The only time Mrs. Kelly has ever felt judged due to her condition is when she goes to galas or fancy parties, where she tries to wear fancy shoes. Even though the heel is not very tall, her balance still falters. Mrs. Kelly says she always has to be aware of her surroundings and never carries a drink with her, because she assumes people will think she is “drunk, sloppy, not aware and especially not proper.” She can keep her balance more easily when she is holding hands with her husband or holding onto someone nearby. Mrs. Kelly feels that she is too clingy sometimes, but she knows her husband understands.
The hardest event Mrs. Kelly can remember is telling her 12-year-old son in 2006 that she has MS. Her husband firmly told their son that she was not going to die, but her body would now act differently and that “mama will fall down, so we will pick her back up and keep going.” The last thing either of them expected to hear was their son say, “God has a special plan for you.” They never imagined their son would still have faith. It brings tears to her eyes every time she recalls that day. Her son is now 19-years-old and has come to terms with his mother having MS. Whenever he trips or becomes unbalanced he says, “Damn my MS.” Mrs. Kelly is happy that her family is comfortable joking around with her and do not treat her differently.

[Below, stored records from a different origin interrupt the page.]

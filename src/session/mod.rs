//! Chat session management
//!
//! A session drives one turn at a time: the user message is appended to
//! the conversation, a streaming completion request is issued, decoded
//! records are folded into an in-flight assistant message, and the
//! finished message is recorded in the usage ledger. Only one turn may be
//! in flight per session.

pub mod accumulator;
pub mod message;

pub use accumulator::MessageAccumulator;
pub use message::{ChatMessage, MessageMetadata, ModelUsage, Role};

use crate::client::{decode_stream, CompletionBackend, CompletionRequest, StreamRecord};
use crate::config::{ApiConfig, ChatConfig};
use crate::error::{ChatLedgerError, Result};
use crate::ledger::UsageLedger;
use metrics::{histogram, increment_counter};
use std::time::Instant;
use tokio::sync::mpsc;
use tokio_util::sync::CancellationToken;

/// Lifecycle of a chat session
///
/// `Streaming` and `Finalizing` are in-flight states; a new turn is only
/// accepted from `Idle` or `Errored`.
#[derive(Debug, Clone, Copy, PartialEq, Eq)]
pub enum SessionState {
    /// No turn in flight
    Idle,
    /// A completion stream is being consumed
    Streaming,
    /// The stream has ended and the message is being recorded
    Finalizing,
    /// The previous turn failed; the session is usable again
    Errored,
}

/// Result of a completed turn
#[derive(Debug)]
pub enum TurnOutcome {
    /// The stream ran to completion
    Completed {
        /// The finalized assistant message
        message: ChatMessage,
        /// Malformed stream lines skipped by the decoder
        skipped_records: u64,
    },
    /// The user cancelled mid-stream; partial content was discarded
    Cancelled,
}

/// An ordered message history with a derived title
///
/// Holds the full transcript; requests carry only the most recent window
/// of it (see [`Conversation::history_for_request`]).
#[derive(Debug, Clone)]
pub struct Conversation {
    messages: Vec<ChatMessage>,
    max_history_messages: usize,
    title_max_chars: usize,
}

impl Conversation {
    /// Create an empty conversation
    pub fn new(chat: &ChatConfig) -> Self {
        Self {
            messages: Vec::new(),
            max_history_messages: chat.max_history_messages,
            title_max_chars: chat.title_max_chars,
        }
    }

    /// Rebuild a conversation from persisted messages
    pub fn from_messages(chat: &ChatConfig, messages: Vec<ChatMessage>) -> Self {
        Self {
            messages,
            max_history_messages: chat.max_history_messages,
            title_max_chars: chat.title_max_chars,
        }
    }

    /// Append a message to the transcript
    pub fn push(&mut self, message: ChatMessage) {
        self.messages.push(message);
    }

    /// Full transcript in order
    pub fn messages(&self) -> &[ChatMessage] {
        &self.messages
    }

    /// Number of messages in the transcript
    pub fn len(&self) -> usize {
        self.messages.len()
    }

    /// True when no messages have been exchanged
    pub fn is_empty(&self) -> bool {
        self.messages.is_empty()
    }

    /// Drop the transcript, keeping configuration
    pub fn clear(&mut self) {
        self.messages.clear();
    }

    /// The history window sent with the next request
    ///
    /// Returns the most recent `max_history_messages` messages. The new
    /// user message travels in the request's own field, not in this
    /// window.
    pub fn history_for_request(&self) -> Vec<ChatMessage> {
        let start = self.messages.len().saturating_sub(self.max_history_messages);
        self.messages[start..].to_vec()
    }

    /// Derive a display title from the first user message
    ///
    /// Truncated on a character boundary with an ellipsis when the
    /// message is longer than the configured maximum. Falls back to a
    /// fixed label for transcripts with no user message.
    pub fn title(&self) -> String {
        let first = self
            .messages
            .iter()
            .find(|m| m.role == Role::User)
            .map(|m| m.content.trim());

        match first {
            Some(text) if !text.is_empty() => {
                if text.chars().count() <= self.title_max_chars {
                    text.to_string()
                } else {
                    let truncated: String = text.chars().take(self.title_max_chars).collect();
                    format!("{}...", truncated.trim_end())
                }
            }
            _ => "New conversation".to_string(),
        }
    }
}

/// Drives chat turns against a completion backend
///
/// Owns the conversation transcript, the in-flight accumulator, and the
/// usage ledger. The backend is a trait object so tests can script the
/// byte stream without a server.
pub struct ChatSession {
    backend: Box<dyn CompletionBackend>,
    api: ApiConfig,
    conversation: Conversation,
    accumulator: MessageAccumulator,
    ledger: UsageLedger,
    state: SessionState,
}

impl ChatSession {
    /// Create a session over a backend
    pub fn new(
        backend: Box<dyn CompletionBackend>,
        api: ApiConfig,
        conversation: Conversation,
        ledger: UsageLedger,
    ) -> Self {
        Self {
            backend,
            api,
            conversation,
            accumulator: MessageAccumulator::new(),
            ledger,
            state: SessionState::Idle,
        }
    }

    /// Current lifecycle state
    pub fn state(&self) -> SessionState {
        self.state
    }

    /// The conversation transcript
    pub fn conversation(&self) -> &Conversation {
        &self.conversation
    }

    /// Mutable transcript access (used when resuming a saved conversation)
    pub fn conversation_mut(&mut self) -> &mut Conversation {
        &mut self.conversation
    }

    /// The usage ledger
    pub fn ledger(&self) -> &UsageLedger {
        &self.ledger
    }

    /// Model identifier requests are sent with
    pub fn model(&self) -> &str {
        &self.api.model
    }

    /// Send one user message and stream the reply
    ///
    /// `on_delta` is invoked with each content fragment as it arrives, for
    /// live rendering. Cancelling `cancel` mid-stream discards the partial
    /// assistant message; the user message stays in the transcript.
    ///
    /// # Errors
    ///
    /// Returns [`ChatLedgerError::TurnInFlight`] when called while a turn
    /// is already streaming. Transport and decode failures discard the
    /// partial message and leave the session in the `Errored` state; the
    /// next call starts a fresh turn.
    pub async fn send_turn<F>(
        &mut self,
        text: &str,
        cancel: CancellationToken,
        mut on_delta: F,
    ) -> Result<TurnOutcome>
    where
        F: FnMut(&str),
    {
        if matches!(self.state, SessionState::Streaming | SessionState::Finalizing) {
            return Err(ChatLedgerError::TurnInFlight.into());
        }

        let started = Instant::now();
        let history = self.conversation.history_for_request();
        let request = CompletionRequest::from_config(&self.api, text, history);

        self.conversation.push(ChatMessage::user(text));
        self.ledger.record_user_message(text)?;

        self.accumulator.begin()?;
        self.state = SessionState::Streaming;

        let byte_stream = match self.backend.stream_completion(&request).await {
            Ok(stream) => stream,
            Err(e) => return Err(self.fail_turn(e)),
        };

        let (record_tx, mut record_rx) = mpsc::unbounded_channel();
        let decode_task = tokio::spawn(decode_stream(byte_stream, record_tx));

        loop {
            tokio::select! {
                _ = cancel.cancelled() => {
                    decode_task.abort();
                    self.accumulator.discard();
                    self.state = SessionState::Idle;
                    increment_counter!("chat_turns_total", "outcome" => "cancelled");
                    return Ok(TurnOutcome::Cancelled);
                }
                record = record_rx.recv() => {
                    match record {
                        Some(StreamRecord::ContentDelta(delta)) => {
                            if let Err(e) = self.accumulator.apply_delta(&delta) {
                                decode_task.abort();
                                return Err(self.fail_turn(e));
                            }
                            on_delta(&delta);
                        }
                        Some(StreamRecord::Metadata(envelope)) => {
                            if let Err(e) = self.accumulator.apply_metadata(envelope) {
                                decode_task.abort();
                                return Err(self.fail_turn(e));
                            }
                        }
                        // Sender dropped: the decode task is finished.
                        None => break,
                    }
                }
            }
        }

        let skipped_records = match decode_task.await {
            Ok(Ok(skipped)) => skipped,
            Ok(Err(e)) => return Err(self.fail_turn(e)),
            Err(e) => {
                return Err(
                    self.fail_turn(ChatLedgerError::Stream(format!("decode task: {e}")).into())
                )
            }
        };

        self.state = SessionState::Finalizing;

        let message = match self.accumulator.finalize() {
            Some(message) => message,
            None => {
                return Err(self.fail_turn(
                    ChatLedgerError::Stream("stream ended with no message in flight".to_string())
                        .into(),
                ))
            }
        };

        let model = self.api.model.clone();
        self.ledger.record_ai_message(&message, &model)?;
        self.conversation.push(message.clone());

        self.state = SessionState::Idle;
        increment_counter!("chat_turns_total", "outcome" => "completed");
        histogram!(
            "chat_turn_duration_seconds",
            started.elapsed().as_secs_f64()
        );

        Ok(TurnOutcome::Completed {
            message,
            skipped_records,
        })
    }

    /// Discard the partial message and mark the session errored
    fn fail_turn(&mut self, error: anyhow::Error) -> anyhow::Error {
        self.accumulator.discard();
        self.state = SessionState::Errored;
        increment_counter!("chat_turns_total", "outcome" => "errored");
        tracing::warn!(error = %error, "chat turn failed");
        error
    }
}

When asked, Mrs. Kelly agreed that there have been hidden blessings that have come with her MS. She has become more aware of her health and constantly wants to exercise in every way she can, because she wants to keep the strength she still has. There is so much people take for granted and being limited in some ways, Mrs. Kelly has come to appreciate life and all the things she can still do. She never understood why someone who was paralyzed would say the same thing until she was diagnosed with MS.
Mrs. Kelly wishes her family was more involved with the fight for MS; however she also knows that she has not given them the opportunity. Her parents have given sizable donations, but she has not given her sisters the same opportunity. In September, Mrs. Kelly is having a luncheon for the National MS Colorado Chapter and plans to invite her entire family. She does not want to shut anyone out, but wants everyone to help in any way they can, even if it is the annual MS Run the US.
There are “blessings in whatever God gives us, because he gives us all something.”